A testatrix, residing in South Carolina, who died in July, 1866, left a will made by her in 1863, by a codicil to which, made in January, 1866, she bequeathed to her daughter, then married to C., three-fourths of her interest in a bond and mortgage debt, to be vested in a trustee, who was appointed, and to be enjoyed by the daughter during her life, power being given to the daughter, to dispose of such "bequest" as she pleased, "by a last will and testament duly executed by her." In September, 1875, the daughter died, leaving a will executed in September, 1871, which recited that she was "entitled to legacies" under the will of her mother, and to a distributive share in the estates of a sister and a brother, "and notwithstanding my coverture, have full testamentary power to dispose of the same," and then bequeathed to her husband, C.,

"the entire property and estate to which I am now in any wise entitled and which I may hereafter acquire, of whatever the same may consist, . . . absolutely and in fee simple."

Held:

(1) The court is authorized to put itself in the position occupied by the daughter when she made her will in order to discover from that standpoint, in view of the circumstances then existing, what she intended.

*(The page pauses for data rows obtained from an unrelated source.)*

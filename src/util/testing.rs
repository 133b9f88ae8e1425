//! Test support: logging setup and taxonomy fixtures.

use std::env;
use std::sync::Once;

use tracing::{debug, info};
use tracing_subscriber::{
    filter::filter_fn,
    fmt::{self, format::FmtSpan},
    prelude::*,
    EnvFilter,
};

use crate::domain::{TaxonId, TaxonNode};

static TEST_SETUP: Once = Once::new();

pub fn init_test_setup() {
    TEST_SETUP.call_once(|| {
        if env::var("RUST_LOG").is_err() {
            env::set_var("RUST_LOG", "debug");
        }
        // global logging subscriber, used by all tracing log macros
        setup_test_logging();
        info!("Test Setup complete");
    });
}

fn setup_test_logging() {
    debug!("INIT: Attempting logger init from testing.rs");

    // reqwest and its pool are chatty at trace
    let noisy_modules = ["hyper", "reqwest", "rustls"];
    let module_filter = filter_fn(move |metadata| {
        !noisy_modules
            .iter()
            .any(|name| metadata.target().starts_with(name))
    });

    let env_filter = EnvFilter::try_from_default_env().unwrap_or_else(|_| EnvFilter::new("debug"));

    let subscriber = tracing_subscriber::registry().with(
        fmt::layer()
            .with_target(true)
            .with_thread_names(false)
            .with_span_events(FmtSpan::CLOSE)
            .with_test_writer()
            .with_filter(module_filter)
            .with_filter(env_filter),
    );

    // Only set if we haven't already set a global subscriber
    if tracing::dispatcher::has_been_set() {
        debug!("Tracing subscriber already set");
    } else {
        subscriber.try_init().unwrap_or_else(|e| {
            eprintln!("Error: Failed to set up logging: {}", e);
        });
    }
}

/// Named node `t<id>` with rank "no rank".
pub fn taxon(id: TaxonId, parent: Option<TaxonId>) -> TaxonNode {
    let node = TaxonNode::new(id, format!("t{id}"), "no rank");
    match parent {
        Some(p) => node.with_parent(p),
        None => node,
    }
}

/// Flat node list from `(parent, child)` edges; `child_ids` follow edge order.
pub fn nodes_from_edges(root: TaxonId, edges: &[(TaxonId, TaxonId)]) -> Vec<TaxonNode> {
    let mut nodes = vec![taxon(root, None)];
    for &(parent, child) in edges {
        nodes.push(taxon(child, Some(parent)));
    }
    for &(parent, child) in edges {
        if let Some(p) = nodes.iter_mut().find(|n| n.id == parent) {
            p.child_ids.push(child);
        }
    }
    nodes
}

/// Path `1 -> 2 -> ... -> n`.
pub fn chain(n: u64) -> Vec<TaxonNode> {
    let edges: Vec<(TaxonId, TaxonId)> = (2..=n).map(|id| (id - 1, id)).collect();
    nodes_from_edges(1, &edges)
}

/// Root `1` with leaves `2..=leaves + 1`.
pub fn star(leaves: u64) -> Vec<TaxonNode> {
    let edges: Vec<(TaxonId, TaxonId)> = (2..=leaves + 1).map(|id| (1, id)).collect();
    nodes_from_edges(1, &edges)
}

#[cfg(test)]
mod tests {
    use super::*;

    #[test]
    fn test_init_test_setup() {
        init_test_setup();
    }

    #[test]
    fn given_edges_when_building_nodes_then_links_children_in_order() {
        let nodes = nodes_from_edges(1, &[(1, 3), (1, 2), (3, 4)]);
        assert_eq!(nodes.len(), 4);
        assert_eq!(nodes[0].child_ids, vec![3, 2]);
        assert_eq!(nodes[3].parent_id, Some(3));
    }
}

(2) The will of the daughter was intended by her to be, and was, a full execution of the power, because it referred expressly to the subject matter of the power.

(3) The statement in it as to "full testamentary power" referred to the fact that, although she was a married woman, she had power to "dispose of the same" by a will, such power being given to her by the will of her mother, and did not refer to the provision of the Constitution of 1868 of South Carolina, and the legislation consequent thereon, enabling married women to dispose of their own property by will.

(4) Outside of her interest in the bond and mortgage, she had practically no property.

In equity. Decree dismissing the bill. The plaintiff appealed. The case is stated in the opinion.